The first chapter has also undergone the most dramatic changes from edition to edition, reflecting the continuing advancement in the understanding of the pharmacology of anesthetic drugs. This excellent introductory chapter is followed, in Chapters 2 through 8, by more extensive discussions of the inhaled anesthetics, opioid agonists and antagonists, barbiturates, benzodiazepines, nonbarbiturate injection drugs, local anesthetics, and neuromuscular blocking drugs. These seven chapters are the most likely to be intensively studied by trainees, and the extensive use and appropriate placement of figures and tables are extremely helpful in assimilating the information contained in the text. Each of these chapters contains general, as well as organ system specific, pharmacokinetic, pharmacodynamic, and toxicologic data and clinical information regarding the use and administration of the drugs. These chapters are also extensively referenced and remarkably up to date (many references from the mid 1990s), although this is nearly an impossible task for a textbook of this nature. The remaining chapters in the pharmacology section are arranged by the general pharmacologic class. These groupings have remained the same since the first edition, but have been updated both in content and reference. Although each of these chapters provides a good general overview of the pharmacology, clinical utility, and anesthetic considerations within the pharmacologic class, they are not intended to be as extensive, nor do they contain the extensive references found in the first eight chapters. However, the excellent use of figures and tables, again, are an invaluable aid in organizing the materials and provide quick references for comparison of the pharmacologic differences of the drugs within the class. Unfortunately, because many more new drugs have been released into some of these pharmacological categories, compared with the classes of drugs more commonly used in anesthetic practice, these chapters, at times, lacked listings of the more recently released drugs.

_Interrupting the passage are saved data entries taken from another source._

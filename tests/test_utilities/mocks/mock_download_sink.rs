use sbom_graph::prelude::*;
use std::cell::{Cell, RefCell};
use std::path::PathBuf;

/// What `trigger_save` does
#[derive(Debug, Clone, Copy, PartialEq, Eq)]
pub enum SaveBehavior {
    Save,
    Skip,
    Fail,
    Panic,
}

/// Mock DownloadSink counting acquisitions and releases
pub struct MockDownloadSink {
    pub behavior: SaveBehavior,
    pub fail_acquire: bool,
    pub acquired: Cell<u32>,
    pub released: RefCell<Vec<u32>>,
    pub saved: RefCell<Vec<(String, Vec<u8>)>>,
    staged: RefCell<Vec<Vec<u8>>>,
}

impl MockDownloadSink {
    pub fn new(behavior: SaveBehavior) -> Self {
        Self {
            behavior,
            fail_acquire: false,
            acquired: Cell::new(0),
            released: RefCell::new(Vec::new()),
            saved: RefCell::new(Vec::new()),
            staged: RefCell::new(Vec::new()),
        }
    }

    /// Sink whose `acquire` fails before any handle exists
    pub fn failing_acquire() -> Self {
        Self {
            fail_acquire: true,
            ..Self::new(SaveBehavior::Save)
        }
    }

    /// Handles acquired but never released
    pub fn leaked(&self) -> usize {
        self.acquired.get() as usize - self.released.borrow().len()
    }
}

impl DownloadSink for MockDownloadSink {
    type Handle = u32;

    fn acquire(&self, content: &[u8], _mime_type: &str) -> Result<u32> {
        if self.fail_acquire {
            anyhow::bail!("Mock acquire failure");
        }
        let handle = self.acquired.get();
        self.acquired.set(handle + 1);
        self.staged.borrow_mut().push(content.to_vec());
        Ok(handle)
    }

    fn trigger_save(&self, handle: &u32, file_name: &str) -> Result<SaveOutcome> {
        match self.behavior {
            SaveBehavior::Save => {
                let content = self.staged.borrow()[*handle as usize].clone();
                self.saved.borrow_mut().push((file_name.to_string(), content));
                Ok(SaveOutcome::Saved(PathBuf::from(file_name)))
            }
            SaveBehavior::Skip => Ok(SaveOutcome::Skipped),
            SaveBehavior::Fail => anyhow::bail!("Mock save failure"),
            SaveBehavior::Panic => panic!("Mock save panic"),
        }
    }

    fn release(&self, handle: u32) {
        self.released.borrow_mut().push(handle);
    }
}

At first glance, it would appear that the physiology section of the third edition has undergone less dramatic evolution, compared with the pharmacology section of the textbook; this is not the case. Although these chapters are not as thoroughly referenced as the chapters in the pharmacology section, there has been extensive updating of references, revisions to the text, and the addition of many new and more detailed illustrations and tables. The chapters on the central nervous system, the physiology of the heart and lungs, the electrocardiogram, and acid-base balance are of particular importance to anesthesia practitioners.
The textbook is attractively covered, and the text and figures are sharp and visible. Figures and illustrations are all in black and white, but this does not affect their quality or interpretability. The table of contents is extremely useful, as it identifies the pages on which particular drugs are discussed, making it quicker to locate the material, rather than having to search the index. The subject index is extensive, in most cases expanding two to three levels under a particular topic. The text itself is well written and reads more easily than that found in similar textbooks. This edition contains substantially more new and important information than the previous edition, making it an essential addition to medical and departmental libraries and an excellent reference for those in need of updating their knowledge of the pharmacology and physiology of drugs in anesthetic practice.